:: Requirement ::
Report each line of the material below where the word "stamp" can be found.

:: Dataset records ::
----

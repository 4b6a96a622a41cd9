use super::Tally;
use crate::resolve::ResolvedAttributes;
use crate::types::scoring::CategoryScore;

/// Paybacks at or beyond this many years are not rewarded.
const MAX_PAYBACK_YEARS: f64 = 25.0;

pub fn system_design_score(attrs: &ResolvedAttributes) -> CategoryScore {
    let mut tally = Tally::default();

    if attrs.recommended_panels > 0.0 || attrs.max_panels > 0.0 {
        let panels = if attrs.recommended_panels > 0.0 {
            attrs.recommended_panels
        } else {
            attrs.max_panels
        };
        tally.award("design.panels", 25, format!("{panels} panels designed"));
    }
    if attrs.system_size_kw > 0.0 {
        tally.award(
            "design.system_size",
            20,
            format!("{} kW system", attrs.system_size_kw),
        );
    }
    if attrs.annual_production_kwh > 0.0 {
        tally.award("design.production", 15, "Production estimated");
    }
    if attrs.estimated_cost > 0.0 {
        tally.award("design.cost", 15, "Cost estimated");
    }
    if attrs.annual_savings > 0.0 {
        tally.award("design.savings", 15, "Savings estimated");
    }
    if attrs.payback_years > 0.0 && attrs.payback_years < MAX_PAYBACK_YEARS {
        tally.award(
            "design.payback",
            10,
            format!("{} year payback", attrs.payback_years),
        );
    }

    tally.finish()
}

----

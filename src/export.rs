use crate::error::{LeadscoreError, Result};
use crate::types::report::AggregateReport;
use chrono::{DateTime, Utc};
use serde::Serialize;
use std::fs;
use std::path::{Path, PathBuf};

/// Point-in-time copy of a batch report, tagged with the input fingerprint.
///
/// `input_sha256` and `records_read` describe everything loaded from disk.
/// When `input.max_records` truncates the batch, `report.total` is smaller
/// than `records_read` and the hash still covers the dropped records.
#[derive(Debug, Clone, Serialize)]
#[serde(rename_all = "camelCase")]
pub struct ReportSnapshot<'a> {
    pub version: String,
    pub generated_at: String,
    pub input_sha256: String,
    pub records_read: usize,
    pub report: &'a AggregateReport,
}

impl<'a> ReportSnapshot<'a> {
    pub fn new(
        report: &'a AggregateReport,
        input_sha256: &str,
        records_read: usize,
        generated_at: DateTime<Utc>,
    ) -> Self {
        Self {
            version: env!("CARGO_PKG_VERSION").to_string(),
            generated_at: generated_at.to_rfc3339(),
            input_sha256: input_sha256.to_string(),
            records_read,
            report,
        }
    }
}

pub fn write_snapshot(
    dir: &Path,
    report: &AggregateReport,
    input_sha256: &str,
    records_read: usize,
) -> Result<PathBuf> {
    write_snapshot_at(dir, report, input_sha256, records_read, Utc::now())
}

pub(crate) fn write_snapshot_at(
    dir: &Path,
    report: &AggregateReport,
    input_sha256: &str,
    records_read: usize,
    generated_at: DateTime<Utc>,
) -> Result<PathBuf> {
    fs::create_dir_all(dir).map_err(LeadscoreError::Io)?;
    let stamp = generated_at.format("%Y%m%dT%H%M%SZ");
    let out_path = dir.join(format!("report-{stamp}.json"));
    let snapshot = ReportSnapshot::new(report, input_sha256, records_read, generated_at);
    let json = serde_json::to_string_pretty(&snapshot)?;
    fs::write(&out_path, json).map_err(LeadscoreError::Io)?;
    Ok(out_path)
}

----

:: Result of the exercise ::
    let stamp = generated_at.format("%Y%m%dT%H%M%SZ");
    let out_path = dir.join(format!("report-{stamp}.json"));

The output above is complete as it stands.